Smith College Museum of Art

Overview

The Smith College Museum of Art (SCMA) staff want to better understand how people use the museum website. Project 1 will focus on real SCMA data spanning from July 2021 to June 2022. Your goal is to create a portfolio of data visualizations which help communicate the usage patterns of the SCMA website to museum staff. You can think of this project as a formalized exploratory data analysis. At the end of Project 1, your visualizations and accompanying reports will be given to the museum staff for them to learn from!

Click here for the Github Classroom Assignment for Project 1.

Project Description

Project 1 will be completed in self-organized teams of 3 to 4. Each member will be creating their own visualizations, but each visualization from the team will be combined into one portfolio. You should not expect the museum staff to be familiar with data, and should explain things in such a way that anyone could understand.

All of the data (aside from the shop data) are exported from the museum’s Google analytics platform. You can find the documentation for Google analytics here; you will need to use it to reference what some of the measures in the data mean. You do not need to use every data file; just use what is relevant to your exploration. You can choose to supplement the museum data with other data if you would like. The museum data files include the following:

  • country_stats.csv: Website visit statistics by country (based on visitor IP address).
  • country_users.csv: Website user statistics by country (based on visitor IP address).
  • dates.csv: Visit statistics for the website by day.
  • landing_page.csv: The website page which people “land” on the website, a.k.a. the first page they view.
  • pages.csv: Statistics regarding the specific pages on the museum website.
  • referrals.csv: What service visitors are coming from (where they click on the link to the museum website).
  • search.csv: Statistics regarding terms search on the website.
  • shop.csv: Data on sales from the museum shop.
  • state_stats.csv: Website visit statistics by state (based on visitor IP address).
  • state_users.csv: Website user statistics by state (based on visitor IP address).

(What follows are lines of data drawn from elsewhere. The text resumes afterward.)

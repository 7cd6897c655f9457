//! Tracing bootstrap for embedding hosts.
//!
//! The core is a library and never installs a subscriber on its own; hosts
//! that do not bring their own tracing setup can call [`init_logging`] once
//! at startup. Credentials never reach the log stream: the config type
//! redacts them from `Debug`, and no client logs request bodies.

use tracing_subscriber::{layer::SubscriberExt, util::SubscriberInitExt, EnvFilter};

/// Install a stderr subscriber honoring `RUST_LOG`, defaulting to `warn`.
///
/// Returns an error if a global subscriber is already set.
pub fn init_logging() -> anyhow::Result<()> {
    init_logging_with_default("warn")
}

/// Install a stderr subscriber with an explicit default filter.
pub fn init_logging_with_default(default_filter: &str) -> anyhow::Result<()> {
    let filter =
        EnvFilter::try_from_default_env().unwrap_or_else(|_| EnvFilter::new(default_filter));

    tracing_subscriber::registry()
        .with(filter)
        .with(
            tracing_subscriber::fmt::layer()
                .with_target(true)
                .with_thread_ids(false)
                .with_writer(std::io::stderr),
        )
        .try_init()?;

    Ok(())
}
//! Rating side-channel for generated responses.

use async_trait::async_trait;
use serde::{Deserialize, Serialize};

use crate::error::ApiError;

/// A thumbs-up or thumbs-down on one generated response.
///
/// Serializes to the wire integers `1` and `-1`.
#[derive(Debug, Clone, Copy, PartialEq, Eq)]
pub enum Rating {
    Up,
    Down,
}

impl Rating {
    /// Wire value.
    pub fn value(self) -> i8 {
        match self {
            Rating::Up => 1,
            Rating::Down => -1,
        }
    }
}

impl Serialize for Rating {
    fn serialize<S: serde::Serializer>(&self, serializer: S) -> Result<S::Ok, S::Error> {
        serializer.serialize_i8(self.value())
    }
}

impl<'de> Deserialize<'de> for Rating {
    fn deserialize<D: serde::Deserializer<'de>>(deserializer: D) -> Result<Self, D::Error> {
        match i8::deserialize(deserializer)? {
            1 => Ok(Rating::Up),
            -1 => Ok(Rating::Down),
            other => Err(serde::de::Error::custom(format!(
                "rating must be 1 or -1, got {other}"
            ))),
        }
    }
}

/// Interface for submitting a rating for a generated response.
///
/// Duplicate ratings for the same id are accepted as independent events;
/// idempotency is not required.
#[async_trait]
pub trait FeedbackClient: Send + Sync {
    /// Post the rating; returns the server's human-readable acknowledgment.
    async fn submit_rating(&self, response_id: &str, rating: Rating) -> Result<String, ApiError>;
}

#[cfg(test)]
mod tests {
    use super::*;

    #[test]
    fn test_rating_wire_values() {
        assert_eq!(Rating::Up.value(), 1);
        assert_eq!(Rating::Down.value(), -1);
    }

    #[test]
    fn test_rating_serializes_to_integer() {
        assert_eq!(serde_json::to_value(Rating::Up).unwrap(), 1);
        assert_eq!(serde_json::to_value(Rating::Down).unwrap(), -1);
    }

    #[test]
    fn test_rating_deserializes_from_integer() {
        assert_eq!(serde_json::from_str::<Rating>("1").unwrap(), Rating::Up);
        assert_eq!(serde_json::from_str::<Rating>("-1").unwrap(), Rating::Down);
        assert!(serde_json::from_str::<Rating>("0").is_err());
    }
}
//! Error taxonomy shared by the HTTP clients.

use thiserror::Error;

/// Errors surfaced by the completion, moderation, and feedback clients.
#[derive(Debug, Error)]
pub enum ApiError {
    /// Network failure or a non-success status from the endpoint.
    #[error("{0}")]
    Transport(String),

    /// The endpoint answered, but the payload lacks the expected shape.
    #[error("Malformed response: {0}")]
    MalformedResponse(String),

    /// Reserved for future input constraints.
    #[error("Invalid input: {0}")]
    Validation(String),
}

impl From<reqwest::Error> for ApiError {
    fn from(err: reqwest::Error) -> Self {
        ApiError::Transport(err.to_string())
    }
}

#[cfg(test)]
mod tests {
    use super::*;

    #[test]
    fn test_transport_display_is_verbatim() {
        let err = ApiError::Transport("503".to_string());
        assert_eq!(err.to_string(), "503");
    }

    #[test]
    fn test_malformed_response_display() {
        let err = ApiError::MalformedResponse("no choices".to_string());
        assert_eq!(err.to_string(), "Malformed response: no choices");
    }

    #[test]
    fn test_validation_display() {
        let err = ApiError::Validation("empty statement".to_string());
        assert_eq!(err.to_string(), "Invalid input: empty statement");
    }
}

You can find the data files hosted on the course Moodle here. You should unzip the file, and place all of files contained inside the data/ folder within this project. You should not share these data files anywhere, including your project Github repo.

Technical Details

You have 2 weeks (until start of class 10/28) to work on this project, including one full day of class time (10/14). You have full freedom to make the project as simple or intricate as you desire. Each member of the team must make at least one data visualization. You can also create tables or other summaries to help explain the data to the reader. Your final submission should include the following:

In your team Github repo:

  • A Quarto portfolio document (any format) containing:
    • All tables, summaries, and data visualizations you wish to present
    • The code used to generate those items (in your code chunks set echo to true)
    • A textual explanation of how you made those items for non-coders
    • A textual explanation of what your summaries/tables/visualization mean
    • A summary explanation of what lessons can be learned from your portfolio as a whole

Through Moodle (Turn in here):

  • A word pdf (there is a template in the docs folder) explaining your contributions to the project containing:
    • A 1-2 paragraph summary of how you contributed to your team
    • A list of each standard (per the course syllabus) you individually worked with in this project
    • A justification for each standard describing what proficiency level you demonstrated per the text in the standards matrix

The team portfolio should be created using Quarto in R studio. I recommend you output to a PDF if you have only static visualizations, or html if your visualizations are interactive; you can choose other formats if they work better for your project. You will commit your rendered report in the docs/ directory of this project.

Each team will share one github repo. This repo should include all of your code. I recommend creating your visualizations in separate files, and then combining them in your Quarto portfolio document as a separate step.

Tips for Success

  1. Focus on creating a minimum viable product first. This means make something simple that satisfies all of the requirements, then go back and expand on what you have. Don’t try to create something ultra-fancy as your first milestone.
  2. Start by spending time understanding all of the variables in the provided data. Include a document in your project explaining what all the variables mean.
  3. Each person should work in a separate R script for each table/summary/visualization you want to create. Make combining them into your finalized portfolio a separate step.
  4. If there is a specific standard you want to raise, look for opportunities to do so. Each part of the data will have different challenges that you can overcome to show your growth.
  5. Don’t be afraid to branch out! There is no ceiling for this project. If you want to try a new tool or visualization style we haven’t covered in class, give it a go. You can explain how you think it shows your proficiency in your Moodle submission.